Dario Tonani è un autentico veterano della fantascienza italiana. Classe 1959, ha dato alle stampe il suo primo racconto professionale a vent’anni, ed ha proseguito pubblicando una quarantina di racconti (apparsi in svariate antologie) e un paio di romanzi, collezionando numerosi premi e riconoscimenti. La sua è una fantascienza che adora le contaminazioni e si spinge spesso per sentieri spiazzanti e poco battuti. Probabilmente è per questo che, durante la scorsa edizione del Premio Urania, la giuria, pur mandandolo in finale, non se l’è sentita di premiare Infect@: l’insolito e originale romanzo di Tonani decisamente assomiglia poco a qualsiasi altro romanzo italiano pubblicato sulla collana Mondadori. Tuttavia, fortunatamente, è in corso una nuova apertura di credito verso gli autori italiani da parte di Urania. Ed è così che questo mese anche Infect@ avrà la sua occasione di apparire con la copertina biancocerchiata della più longeva collana fantascientifica italiana. Abbiamo incontrato Tonani in un pub milanese in cui, dribblando il gorillone di guardia all’entrata e Betty Boop che voleva a tutti i costi servirci un altro drink, abbiamo avuto occasione di chiedergli come ha potuto immaginare una Milano invasa dai cartoni animati.

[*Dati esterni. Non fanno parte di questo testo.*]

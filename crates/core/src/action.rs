use crate::query::Query;

/// One page of items as delivered by the transport.
#[derive(Debug, Clone, PartialEq)]
pub struct Page<T> {
    pub items: Vec<T>,
    /// Opaque cursor for the following page; `None` on the last page.
    pub next_page: Option<String>,
}

impl<T> Page<T> {
    pub fn new(items: Vec<T>) -> Self {
        Self {
            items,
            next_page: None,
        }
    }

    pub fn with_next_page(mut self, handle: impl Into<String>) -> Self {
        self.next_page = Some(handle.into());
        self
    }
}

/// Outcome carried by a `Received` action.
#[derive(Debug, Clone, PartialEq)]
pub enum Payload<T> {
    Page(Page<T>),
    /// The request succeeded but the response had no usable data.
    Missing,
    /// Transport or HTTP failure.
    Failed(String),
}

/// Actions understood by a [`CollectionStore`](crate::store::CollectionStore).
#[derive(Debug, Clone, PartialEq)]
pub enum CollectionAction<K, T> {
    /// Apply a new active query for `key`.
    SetQuery { key: K, query: Query },
    /// A fetch for the next page of `key` has started.
    Fetch { key: K },
    /// A fetch for `key` resolved. `query` is the query the request was issued with.
    Received {
        key: K,
        query: Option<Query>,
        payload: Payload<T>,
    },
    /// Items delivered outside any paginated fetch, such as a single item
    /// looked up by id. Merged without touching fetch or cursor state.
    Receive { key: K, items: Vec<T> },
}

impl<K, T> CollectionAction<K, T> {
    pub fn key(&self) -> &K {
        match self {
            CollectionAction::SetQuery { key, .. }
            | CollectionAction::Fetch { key }
            | CollectionAction::Received { key, .. }
            | CollectionAction::Receive { key, .. } => key,
        }
    }

    pub fn kind(&self) -> &'static str {
        match self {
            CollectionAction::SetQuery { .. } => "set_query",
            CollectionAction::Fetch { .. } => "fetch",
            CollectionAction::Received { .. } => "received",
            CollectionAction::Receive { .. } => "receive",
        }
    }
}

/// Lets an application-wide action enum route its variants to collection stores.
pub trait AsCollectionAction<K, T> {
    fn as_collection_action(&self) -> Option<&CollectionAction<K, T>>;
}

impl<K, T> AsCollectionAction<K, T> for CollectionAction<K, T> {
    fn as_collection_action(&self) -> Option<&CollectionAction<K, T>> {
        Some(self)
    }
}
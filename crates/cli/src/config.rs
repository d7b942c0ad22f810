use std::path::{Path, PathBuf};

use anyhow::{Context, Result};
use serde::{Deserialize, Serialize};

use wpcache_core::StoreConfig;
use wpcache_rest::client::DEFAULT_API_BASE;
use wpcache_rest::{RestClient, SiteId};

const CONFIG_FILE: &str = "wpcache.toml";
const TOKEN_ENV: &str = "WPCACHE_TOKEN";

#[derive(Debug, Clone, Serialize, Deserialize)]
pub struct AppConfig {
    pub api: ApiConfig,
    #[serde(default)]
    pub sites: Vec<SiteConfig>,
}

#[derive(Debug, Clone, Serialize, Deserialize)]
pub struct ApiConfig {
    #[serde(default = "default_base_url")]
    pub base_url: String,
    pub token: Option<String>,
    #[serde(default = "default_per_page")]
    pub per_page: u32,
}

#[derive(Debug, Clone, Serialize, Deserialize)]
pub struct SiteConfig {
    pub name: String,
    pub site_id: SiteId,
}

fn default_base_url() -> String {
    DEFAULT_API_BASE.to_string()
}

fn default_per_page() -> u32 {
    20
}

impl Default for ApiConfig {
    fn default() -> Self {
        Self {
            base_url: default_base_url(),
            token: None,
            per_page: default_per_page(),
        }
    }
}

impl AppConfig {
    pub fn config_path() -> PathBuf {
        dirs::config_dir()
            .unwrap_or_else(|| PathBuf::from("."))
            .join("wpcache")
            .join(CONFIG_FILE)
    }

    pub fn load() -> Result<Self> {
        Self::load_from(&Self::config_path())
    }

    pub fn load_from(path: &Path) -> Result<Self> {
        let content = std::fs::read_to_string(path).with_context(|| {
            format!(
                "config not found at {} (run `wpcache init` first)",
                path.display()
            )
        })?;
        toml::from_str(&content).context("failed to parse config")
    }

    pub fn save(&self) -> Result<()> {
        self.save_to(&Self::config_path())
    }

    pub fn save_to(&self, path: &Path) -> Result<()> {
        if let Some(parent) = path.parent() {
            std::fs::create_dir_all(parent)?;
        }
        let content = toml::to_string_pretty(self)?;
        std::fs::write(path, content)
            .with_context(|| format!("failed to write config to {}", path.display()))?;
        Ok(())
    }

    pub fn find_site(&self, name: &str) -> Option<&SiteConfig> {
        self.sites.iter().find(|s| s.name.eq_ignore_ascii_case(name))
    }

    /// A configured site name, or a bare numeric site id.
    pub fn resolve_site(&self, name_or_id: &str) -> Result<SiteId> {
        if let Some(site) = self.find_site(name_or_id) {
            return Ok(site.site_id);
        }
        name_or_id
            .parse()
            .map_err(|_| anyhow::anyhow!("site '{name_or_id}' not found"))
    }

    /// Token from the environment, falling back to the config file.
    pub fn token(&self) -> Option<String> {
        std::env::var(TOKEN_ENV)
            .ok()
            .filter(|t| !t.is_empty())
            .or_else(|| self.api.token.clone())
    }

    pub fn client(&self) -> Result<RestClient> {
        RestClient::new(&self.api.base_url, self.token())
    }

    pub fn store_config(&self) -> StoreConfig {
        StoreConfig::default().with_page_size(self.api.per_page)
    }
}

Qual è stata la genesi di Infect@?

L’idea mi è venuta scrivendo un racconto di science-fantasy. A un certo punto della storia il protagonista guarda il monitor di un computer e i suoi occhi non se ne staccano più, come sotto l’effetto di una droga. Curiosamente, a catturarli non sono immagini particolarmente scioccanti, di sesso o di violenza, ma quelle di un innocuo cartone animato. Mi è sembrata un’idea forte, così ho deciso di abbandonare il protagonista alla sua catalessi, di chiudere lì il racconto e mettermi a scrivere una nuova storia incentrata proprio sui cartoon “dopati” e sul loro potere di contaminare l’ambiente circostante. Da lì è nato Infect@, in primis nella forma di due storie brevi (di cui ho perso traccia nel mio computer), poi come romanzo.

Hai pensato fin da subito di ambientarlo a Milano?

L’hinterland milanese è uno scenario perfetto per una storia noir, meglio ancora se di fantascienza. Le periferie delle grandi metropoli occidentali sono tutte uguali, specie se ci sono nei dintorni i binari di una ferrovia o le piste di un aeroporto: disumanizzate, uniformi, grigie, monocordi, trasudano abbandono e disfacimento. Invogliano a rintanarsi in città o a prenderne decisamente le distanze premendo il piede sull’acceleratore. Del resto, la globalizzazione produce cliché, li moltiplica e poi li abbandona a se stessi. Il romanzo è ambientato in una zona abbastanza circoscritta di Milano, che è poi è quella che conosco di più, l’area sud-est, le sue tangenziali e la relativa periferia. Io abito lì, in un quartiere confetto, a poche centinaia di metri in linea d’aria dal labirinto di capannoni industriali e magazzini che anima l’indotto di Linate e dello snodo ferroviario di Lambrate. Mi è parso interessante ambientarlo proprio lì. Potevo fare un sopralluogo ogni mattina andando al lavoro...

Leggendo il tuo romanzo, è inevitabile pensare a un altro noir che metteva fianco a fianco uomini e cartoni animati, e cioè Chi ha incastrato Roger Rabbit?. Tu l’hai visto? Hai cercato in qualche modo di distanziartene?

In tutti i modi. Mi sono chiesto quale immagine potesse essere più “suggestiva” per veicolare la droga. I documentari sugli animali, gli spot pubblicitari, i vecchi film in bianco e nero? No, ho pensato ai colori. Colori carichi, saturi, pieni. Colori come luce. Le chine dei cartoni animati. Che potessero suggerire la presenza di qualcosa di esplosivo al loro interno, un attentato per gli occhi e un acido devastante per il cervello. Ma volevo dare anche un’interpretazione molto più cinica dei cartoon e creare un contrasto tra opposti: da una parte l’ingenuità, il divertimento, la spensieratezza, i buoni sentimenti di cui sono portatori, dall’altra il dramma della droga e il mondo di chi ci vive aggrappato. Mi piaceva il fatto che i tossici all’ultimo stadio, se volevano farsi, dovessero prima pipparsi il loro bel cartone animato… Ma c’è anche una ragione più personale per questa scelta: perché grazie al mio pusher di cartoon, mio figlio Nicolò (13 anni), ne ho fatto una terribile indigestione e me ne sono dovuto fare una ragione.